* [What is needed]
Reproduce the records below exactly, but only between the lines holding "and health routes." and "use std::sync::Arc;", inclusive.
· · · · ·
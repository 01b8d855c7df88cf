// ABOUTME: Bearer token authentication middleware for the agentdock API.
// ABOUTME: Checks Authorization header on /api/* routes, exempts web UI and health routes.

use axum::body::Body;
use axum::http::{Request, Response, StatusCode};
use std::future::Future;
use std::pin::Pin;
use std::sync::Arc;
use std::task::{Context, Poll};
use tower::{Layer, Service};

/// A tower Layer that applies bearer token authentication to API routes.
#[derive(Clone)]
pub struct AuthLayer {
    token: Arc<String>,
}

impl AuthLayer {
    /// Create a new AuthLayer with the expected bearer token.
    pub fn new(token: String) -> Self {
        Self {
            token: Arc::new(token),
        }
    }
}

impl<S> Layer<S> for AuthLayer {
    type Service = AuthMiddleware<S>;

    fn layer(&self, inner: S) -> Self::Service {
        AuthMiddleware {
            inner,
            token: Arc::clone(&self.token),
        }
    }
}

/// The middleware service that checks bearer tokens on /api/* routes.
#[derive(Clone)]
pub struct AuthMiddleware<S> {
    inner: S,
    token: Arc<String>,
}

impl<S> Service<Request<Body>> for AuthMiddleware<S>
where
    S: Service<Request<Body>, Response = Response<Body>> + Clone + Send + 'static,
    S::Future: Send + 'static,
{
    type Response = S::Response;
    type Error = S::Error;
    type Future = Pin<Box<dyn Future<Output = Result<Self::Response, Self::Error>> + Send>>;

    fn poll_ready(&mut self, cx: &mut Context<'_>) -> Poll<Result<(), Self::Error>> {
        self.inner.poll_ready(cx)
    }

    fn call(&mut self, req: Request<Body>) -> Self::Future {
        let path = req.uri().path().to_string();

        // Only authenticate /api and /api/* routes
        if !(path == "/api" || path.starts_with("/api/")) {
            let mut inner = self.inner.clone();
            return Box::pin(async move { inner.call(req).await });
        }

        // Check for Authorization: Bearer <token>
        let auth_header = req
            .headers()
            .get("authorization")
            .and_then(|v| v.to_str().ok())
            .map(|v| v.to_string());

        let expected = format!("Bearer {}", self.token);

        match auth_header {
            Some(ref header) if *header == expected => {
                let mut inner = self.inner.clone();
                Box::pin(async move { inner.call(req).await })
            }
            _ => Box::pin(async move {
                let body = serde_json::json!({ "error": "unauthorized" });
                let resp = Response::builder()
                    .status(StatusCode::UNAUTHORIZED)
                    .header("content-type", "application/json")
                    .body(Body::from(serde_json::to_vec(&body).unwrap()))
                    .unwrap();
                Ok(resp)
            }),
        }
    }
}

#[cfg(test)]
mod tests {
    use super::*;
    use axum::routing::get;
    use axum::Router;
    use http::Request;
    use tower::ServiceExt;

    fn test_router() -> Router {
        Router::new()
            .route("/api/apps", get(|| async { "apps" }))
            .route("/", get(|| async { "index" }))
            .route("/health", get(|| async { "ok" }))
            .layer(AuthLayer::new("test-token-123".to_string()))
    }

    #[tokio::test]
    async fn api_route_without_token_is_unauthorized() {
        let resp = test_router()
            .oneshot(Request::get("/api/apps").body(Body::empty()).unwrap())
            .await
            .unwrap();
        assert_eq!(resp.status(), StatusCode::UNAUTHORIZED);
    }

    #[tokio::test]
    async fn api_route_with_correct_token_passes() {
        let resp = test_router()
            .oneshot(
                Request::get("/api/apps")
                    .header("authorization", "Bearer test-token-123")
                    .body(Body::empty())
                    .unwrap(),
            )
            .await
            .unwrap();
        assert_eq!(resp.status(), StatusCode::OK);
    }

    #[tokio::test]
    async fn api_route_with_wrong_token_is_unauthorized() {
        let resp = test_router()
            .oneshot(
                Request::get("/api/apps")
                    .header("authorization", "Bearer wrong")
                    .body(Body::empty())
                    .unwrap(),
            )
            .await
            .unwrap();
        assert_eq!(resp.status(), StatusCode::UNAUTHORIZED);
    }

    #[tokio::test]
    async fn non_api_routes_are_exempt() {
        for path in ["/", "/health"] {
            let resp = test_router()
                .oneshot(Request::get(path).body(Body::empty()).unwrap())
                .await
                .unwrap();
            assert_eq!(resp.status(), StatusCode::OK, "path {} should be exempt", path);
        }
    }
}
· · · · ·
* [Response below]
// ABOUTME: Checks Authorization header on /api/* routes, exempts web UI and health routes.

use axum::body::Body;
use axum::http::{Request, Response, StatusCode};
use std::future::Future;
use std::pin::Pin;
use std::sync::Arc;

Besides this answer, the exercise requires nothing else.